Bulk, behaves as expected

List<Account> allAccounts = List<Account>([SELECT Id FROM Account limit 100]);
update allAccounts;

independently

update account1; //will be updated and sets boolean flag
update account2; //won't be updated as flag already set
update account3; //won't be updated as flag already set
3
  • You may have your terms mixed up (or I do) which makes the question difficult to understand what you are trying to get at. Recursion only happens during the same execution context. Static booleans to prevent recursion are not used to communicate across transactions. What is it you are trying to prevent, multiple TB WFR's on the same record?
    – Eric
    Commented Sep 3, 2016 at 20:31
  • @Eric I have added further detail to the question. My issue fundamentally is the bulkification (or lack of) for records processed in the same 15 minute period for time based workflow.
    – Girbot
    Commented Sep 3, 2016 at 21:15
  • 1
    Yeah that's not recursion. You have entirely separate transactions you're trying to apply this logic to.
    – Adrian Larson
    Commented Sep 4, 2016 at 14:48

1 Answer 1

3

Easiest way I can think of to do what your are trying to would be as follows:

  • Keep in mind you may have to modify this a bit as I am not entirely clear on what you are trying to accomplish (If it is all records or a single record)

    1. Create a Date/Time field on the object / Custom setting
    2. When an event happens that needs to be processed check the time/date field
    3. If more than 15 mins ago do the process and set the time/date to now
    4. If not more than 15 minutes ago exit

Again, it all depends on if this is a single records based time limit or an object based time limit.
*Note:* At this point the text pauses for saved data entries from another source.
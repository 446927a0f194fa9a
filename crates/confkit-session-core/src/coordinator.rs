//! Single-writer dispatch coordinator
//!
//! Owns the session store and the state machine, and drains all lifecycle
//! events through one task so that no two events are ever processed
//! concurrently, for the same URL or otherwise. Observers are notified for
//! every applied update, in processing order.

use std::sync::Arc;

use tokio::sync::mpsc;
use tracing::{debug, info};

use crate::errors::{Result, SessionError};
use crate::session_store::{HistoryConfig, SessionRecord, SessionStore, SessionUpdate, TransitionRecord};
use crate::state_machine::{self, CurrentSessionProvider, LifecycleEvent, StateMachine};
use crate::types::{error_string, EventError, SessionState, SessionUrl};

/// Observer of applied session updates.
///
/// Called synchronously from the dispatch loop; implementations must not
/// block.
pub trait SessionObserver: Send + Sync {
    fn on_session_changed(&self, record: &SessionRecord);
}

/// Coordinator configuration
#[derive(Debug, Clone)]
pub struct Config {
    /// Capacity of the lifecycle event channel
    pub event_channel_capacity: usize,

    /// Transition history settings
    pub history: HistoryConfig,
}

impl Default for Config {
    fn default() -> Self {
        Self {
            event_channel_capacity: 128,
            history: HistoryConfig::default(),
        }
    }
}

/// Builder for creating a SessionCoordinator
pub struct CoordinatorBuilder {
    config: Config,
    observers: Vec<Arc<dyn SessionObserver>>,
}

impl CoordinatorBuilder {
    pub fn new() -> Self {
        Self {
            config: Config::default(),
            observers: Vec::new(),
        }
    }

    pub fn with_event_channel_capacity(mut self, capacity: usize) -> Self {
        self.config.event_channel_capacity = capacity;
        self
    }

    pub fn with_history(mut self, history: HistoryConfig) -> Self {
        self.config.history = history;
        self
    }

    pub fn with_observer(mut self, observer: Arc<dyn SessionObserver>) -> Self {
        self.observers.push(observer);
        self
    }

    pub fn build(self, current: Arc<dyn CurrentSessionProvider>) -> Arc<SessionCoordinator> {
        SessionCoordinator::new(self.config, current, self.observers)
    }
}

impl Default for CoordinatorBuilder {
    fn default() -> Self {
        Self::new()
    }
}

/// Work items accepted by the dispatch loop. Fatal-error reports travel the
/// same channel as lifecycle events so the single-writer ordering holds for
/// them too.
enum Command {
    Lifecycle(LifecycleEvent),
    FatalError(EventError),
}

struct Inner {
    store: Arc<SessionStore>,
    machine: StateMachine,
    current: Arc<dyn CurrentSessionProvider>,
    observers: Vec<Arc<dyn SessionObserver>>,
}

impl Inner {
    fn handle(&self, command: Command) {
        match command {
            Command::Lifecycle(event) => {
                if let Some(record) = self.machine.process_event(&event) {
                    self.notify(&record);
                }
            }
            Command::FatalError(error) => self.fail_current_session(error),
        }
    }

    fn notify(&self, record: &SessionRecord) {
        for observer in &self.observers {
            observer.on_session_changed(record);
        }
    }

    /// Force the currently active session to Failed, carrying the
    /// stringified error. A fatal error with no current session to claim it
    /// is a logged no-op.
    fn fail_current_session(&self, error: EventError) {
        let Some(session) = state_machine::current_session(self.current.as_ref(), &self.store)
        else {
            info!("No current session to fail");
            return;
        };
        let from_state = session.state;
        let update = SessionUpdate::for_url(session.url)
            .state(SessionState::Failed)
            .error(EventError::text(error_string(Some(&error))));
        let record = self.store.apply(&update);
        self.store.record_transition(
            &record.url,
            TransitionRecord::new("fatal-error", from_state, record.state),
        );
        self.notify(&record);
    }
}

/// The session lifecycle coordinator.
///
/// Create with [`CoordinatorBuilder`]; drop all clones to stop the dispatch
/// loop.
pub struct SessionCoordinator {
    inner: Arc<Inner>,
    command_tx: mpsc::Sender<Command>,
}

impl SessionCoordinator {
    fn new(
        config: Config,
        current: Arc<dyn CurrentSessionProvider>,
        observers: Vec<Arc<dyn SessionObserver>>,
    ) -> Arc<Self> {
        let store = Arc::new(SessionStore::with_history(config.history));
        let machine = StateMachine::new(store.clone(), current.clone());
        let inner = Arc::new(Inner {
            store,
            machine,
            current,
            observers,
        });

        let (command_tx, mut command_rx) = mpsc::channel(config.event_channel_capacity);
        let loop_inner = inner.clone();
        tokio::spawn(async move {
            // Single consumer keeps event handling strictly in arrival order.
            while let Some(command) = command_rx.recv().await {
                loop_inner.handle(command);
            }
            debug!("Lifecycle command channel closed, dispatch loop exiting");
        });

        Arc::new(Self { inner, command_tx })
    }

    /// Enqueue a lifecycle event for processing.
    pub async fn dispatch(&self, event: LifecycleEvent) -> Result<()> {
        self.command_tx
            .send(Command::Lifecycle(event))
            .await
            .map_err(|_| SessionError::ChannelClosed)
    }

    /// Report a fatal error not claimed by any other recovery path; the
    /// currently active session, if any, transitions to Failed.
    pub async fn report_fatal_error(&self, error: EventError) -> Result<()> {
        self.command_tx
            .send(Command::FatalError(error))
            .await
            .map_err(|_| SessionError::ChannelClosed)
    }

    pub fn store(&self) -> &Arc<SessionStore> {
        &self.inner.store
    }

    /// The recorded session for a URL.
    pub fn session(&self, url: &SessionUrl) -> Result<SessionRecord> {
        self.inner
            .store
            .get(url)
            .ok_or_else(|| SessionError::SessionNotFound(url.to_string()))
    }

    /// The record of the currently active session.
    pub fn current_session(&self) -> Result<SessionRecord> {
        state_machine::current_session(self.inner.current.as_ref(), &self.inner.store)
            .ok_or(SessionError::NoCurrentSession)
    }
}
If you have no code then you can use the value of the time.date field to make decisions in your workflow as well.

2
  • Steps 3-4 should probably have the same interval?
    – Adrian Larson
    Commented Sep 6, 2016 at 0:54
  • I like this solution. I might just go with a List Custom Setting where the name contains the Id of any record that's been updated through this process and then look only at records created within the last 15 minutes, but it's pretty similar and, as you say, depends on the specific requirements.